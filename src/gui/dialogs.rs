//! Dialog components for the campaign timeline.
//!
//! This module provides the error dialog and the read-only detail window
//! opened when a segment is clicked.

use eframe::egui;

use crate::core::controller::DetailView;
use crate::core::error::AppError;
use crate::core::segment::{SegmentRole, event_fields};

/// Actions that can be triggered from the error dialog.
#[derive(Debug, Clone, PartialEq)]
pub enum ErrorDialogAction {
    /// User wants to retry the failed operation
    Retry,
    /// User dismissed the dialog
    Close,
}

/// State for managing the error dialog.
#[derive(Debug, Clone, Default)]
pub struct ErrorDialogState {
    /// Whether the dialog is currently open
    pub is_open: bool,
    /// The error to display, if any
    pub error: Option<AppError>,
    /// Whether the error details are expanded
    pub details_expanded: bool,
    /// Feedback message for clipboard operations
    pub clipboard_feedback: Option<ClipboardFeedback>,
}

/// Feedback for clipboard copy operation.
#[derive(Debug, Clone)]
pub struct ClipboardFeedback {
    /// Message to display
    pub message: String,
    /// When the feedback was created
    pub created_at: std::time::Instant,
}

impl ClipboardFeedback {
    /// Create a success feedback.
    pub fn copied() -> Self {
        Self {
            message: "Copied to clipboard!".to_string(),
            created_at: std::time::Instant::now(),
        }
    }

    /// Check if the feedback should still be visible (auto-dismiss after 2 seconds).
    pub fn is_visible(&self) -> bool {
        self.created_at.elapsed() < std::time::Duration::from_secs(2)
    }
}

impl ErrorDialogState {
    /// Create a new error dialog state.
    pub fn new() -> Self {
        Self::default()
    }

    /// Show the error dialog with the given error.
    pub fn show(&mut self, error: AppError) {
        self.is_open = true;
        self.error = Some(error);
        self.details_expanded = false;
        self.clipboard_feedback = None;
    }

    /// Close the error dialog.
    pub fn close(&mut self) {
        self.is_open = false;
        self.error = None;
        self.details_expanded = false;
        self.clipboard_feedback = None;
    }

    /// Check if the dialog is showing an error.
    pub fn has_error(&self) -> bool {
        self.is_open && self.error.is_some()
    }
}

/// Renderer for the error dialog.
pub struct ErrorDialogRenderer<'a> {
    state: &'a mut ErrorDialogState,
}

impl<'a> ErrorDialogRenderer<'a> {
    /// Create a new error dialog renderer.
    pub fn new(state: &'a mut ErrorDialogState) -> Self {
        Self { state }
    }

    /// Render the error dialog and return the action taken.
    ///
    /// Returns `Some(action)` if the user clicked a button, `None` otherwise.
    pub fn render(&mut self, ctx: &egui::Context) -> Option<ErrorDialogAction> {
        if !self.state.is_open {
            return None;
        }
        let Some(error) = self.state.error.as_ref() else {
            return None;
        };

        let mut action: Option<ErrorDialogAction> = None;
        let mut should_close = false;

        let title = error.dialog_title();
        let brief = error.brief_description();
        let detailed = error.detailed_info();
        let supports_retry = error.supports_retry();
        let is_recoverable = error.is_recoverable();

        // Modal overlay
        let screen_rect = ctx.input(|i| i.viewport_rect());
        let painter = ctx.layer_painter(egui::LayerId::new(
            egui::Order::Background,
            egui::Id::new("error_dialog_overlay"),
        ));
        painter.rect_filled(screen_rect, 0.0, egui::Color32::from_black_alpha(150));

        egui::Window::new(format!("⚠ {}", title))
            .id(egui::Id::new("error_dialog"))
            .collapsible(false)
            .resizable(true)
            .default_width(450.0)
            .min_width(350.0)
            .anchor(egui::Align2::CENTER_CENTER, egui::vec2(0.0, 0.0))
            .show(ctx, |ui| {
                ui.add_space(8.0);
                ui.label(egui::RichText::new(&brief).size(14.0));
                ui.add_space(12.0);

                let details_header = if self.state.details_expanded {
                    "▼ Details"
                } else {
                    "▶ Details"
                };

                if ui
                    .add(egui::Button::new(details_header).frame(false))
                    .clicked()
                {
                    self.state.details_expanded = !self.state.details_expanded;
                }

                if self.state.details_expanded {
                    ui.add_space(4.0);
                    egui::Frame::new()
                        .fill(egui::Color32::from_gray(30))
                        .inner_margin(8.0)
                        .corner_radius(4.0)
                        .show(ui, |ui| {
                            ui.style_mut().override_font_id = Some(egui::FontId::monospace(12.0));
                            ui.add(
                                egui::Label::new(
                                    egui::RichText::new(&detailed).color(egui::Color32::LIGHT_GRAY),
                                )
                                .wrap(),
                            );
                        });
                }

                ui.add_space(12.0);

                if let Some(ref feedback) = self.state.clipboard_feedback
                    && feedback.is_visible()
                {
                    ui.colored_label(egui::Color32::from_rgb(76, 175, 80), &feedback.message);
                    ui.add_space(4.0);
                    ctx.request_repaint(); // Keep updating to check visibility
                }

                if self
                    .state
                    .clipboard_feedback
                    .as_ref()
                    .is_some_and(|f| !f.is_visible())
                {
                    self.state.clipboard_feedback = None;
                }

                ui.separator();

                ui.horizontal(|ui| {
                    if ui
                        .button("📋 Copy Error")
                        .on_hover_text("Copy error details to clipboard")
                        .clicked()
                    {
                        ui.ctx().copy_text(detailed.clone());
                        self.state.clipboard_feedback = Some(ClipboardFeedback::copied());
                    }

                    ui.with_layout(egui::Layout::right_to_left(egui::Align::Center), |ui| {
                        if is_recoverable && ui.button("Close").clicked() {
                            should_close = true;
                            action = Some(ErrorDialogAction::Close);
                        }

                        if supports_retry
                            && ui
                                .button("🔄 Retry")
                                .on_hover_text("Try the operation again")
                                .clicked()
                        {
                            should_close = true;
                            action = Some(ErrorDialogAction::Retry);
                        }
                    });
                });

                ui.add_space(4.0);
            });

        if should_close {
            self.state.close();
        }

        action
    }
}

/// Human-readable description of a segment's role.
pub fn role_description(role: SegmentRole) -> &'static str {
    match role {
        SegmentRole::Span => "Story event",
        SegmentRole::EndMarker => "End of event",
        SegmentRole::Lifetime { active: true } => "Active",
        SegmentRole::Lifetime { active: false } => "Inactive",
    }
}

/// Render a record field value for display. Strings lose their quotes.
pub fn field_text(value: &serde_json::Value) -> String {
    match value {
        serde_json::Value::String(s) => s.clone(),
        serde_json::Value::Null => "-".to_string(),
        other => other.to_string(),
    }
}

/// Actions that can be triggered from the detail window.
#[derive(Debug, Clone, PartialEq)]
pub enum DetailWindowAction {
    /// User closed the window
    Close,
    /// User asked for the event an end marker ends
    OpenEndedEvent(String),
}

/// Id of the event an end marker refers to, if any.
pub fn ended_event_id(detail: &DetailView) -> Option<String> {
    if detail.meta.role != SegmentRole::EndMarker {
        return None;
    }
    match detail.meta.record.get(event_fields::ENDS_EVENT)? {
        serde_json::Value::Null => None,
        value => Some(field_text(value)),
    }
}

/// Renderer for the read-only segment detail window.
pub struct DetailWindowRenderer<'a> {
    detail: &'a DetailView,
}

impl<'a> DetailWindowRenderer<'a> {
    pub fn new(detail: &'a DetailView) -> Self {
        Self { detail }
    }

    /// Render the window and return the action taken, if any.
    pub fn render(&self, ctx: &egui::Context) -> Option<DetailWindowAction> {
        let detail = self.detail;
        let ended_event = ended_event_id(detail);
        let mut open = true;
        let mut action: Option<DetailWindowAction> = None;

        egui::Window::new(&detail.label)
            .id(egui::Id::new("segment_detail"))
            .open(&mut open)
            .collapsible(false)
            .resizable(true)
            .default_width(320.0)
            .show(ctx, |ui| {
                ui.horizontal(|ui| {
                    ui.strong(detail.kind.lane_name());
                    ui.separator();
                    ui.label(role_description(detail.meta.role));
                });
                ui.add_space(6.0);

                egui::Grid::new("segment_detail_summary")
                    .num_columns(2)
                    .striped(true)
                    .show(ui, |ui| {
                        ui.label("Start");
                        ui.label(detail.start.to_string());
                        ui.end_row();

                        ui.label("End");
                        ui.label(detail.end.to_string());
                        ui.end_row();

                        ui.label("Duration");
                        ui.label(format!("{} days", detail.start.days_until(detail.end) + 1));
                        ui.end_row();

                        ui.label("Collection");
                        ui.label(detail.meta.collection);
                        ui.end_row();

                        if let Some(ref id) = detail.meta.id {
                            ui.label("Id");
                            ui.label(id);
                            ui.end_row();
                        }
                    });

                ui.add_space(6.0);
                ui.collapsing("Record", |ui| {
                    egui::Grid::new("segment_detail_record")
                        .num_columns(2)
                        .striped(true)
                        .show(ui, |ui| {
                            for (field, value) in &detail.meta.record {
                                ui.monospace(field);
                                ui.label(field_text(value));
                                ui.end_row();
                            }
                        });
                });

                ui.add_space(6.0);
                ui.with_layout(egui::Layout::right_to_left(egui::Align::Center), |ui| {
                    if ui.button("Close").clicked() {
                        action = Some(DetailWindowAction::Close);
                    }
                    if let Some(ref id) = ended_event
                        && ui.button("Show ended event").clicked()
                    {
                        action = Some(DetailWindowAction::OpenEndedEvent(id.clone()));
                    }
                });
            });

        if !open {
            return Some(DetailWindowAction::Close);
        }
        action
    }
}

————————

_EXERCISE PROMPT_
Set the lines down exactly, from the first line of the records to the line where "clipboard copy operation." appears, with both ends kept.

_COMPLETED EXERCISE_
filename src/gui/dialogs.rs
//! Dialog components for the campaign timeline.
//!
//! This module provides the error dialog and the read-only detail window
//! opened when a segment is clicked.

use eframe::egui;

use crate::core::controller::DetailView;
use crate::core::error::AppError;
use crate::core::segment::{SegmentRole, event_fields};

/// Actions that can be triggered from the error dialog.
#[derive(Debug, Clone, PartialEq)]
pub enum ErrorDialogAction {
    /// User wants to retry the failed operation
    Retry,
    /// User dismissed the dialog
    Close,
}

/// State for managing the error dialog.
#[derive(Debug, Clone, Default)]
pub struct ErrorDialogState {
    /// Whether the dialog is currently open
    pub is_open: bool,
    /// The error to display, if any
    pub error: Option<AppError>,
    /// Whether the error details are expanded
    pub details_expanded: bool,
    /// Feedback message for clipboard operations
    pub clipboard_feedback: Option<ClipboardFeedback>,
}

/// Feedback for clipboard copy operation.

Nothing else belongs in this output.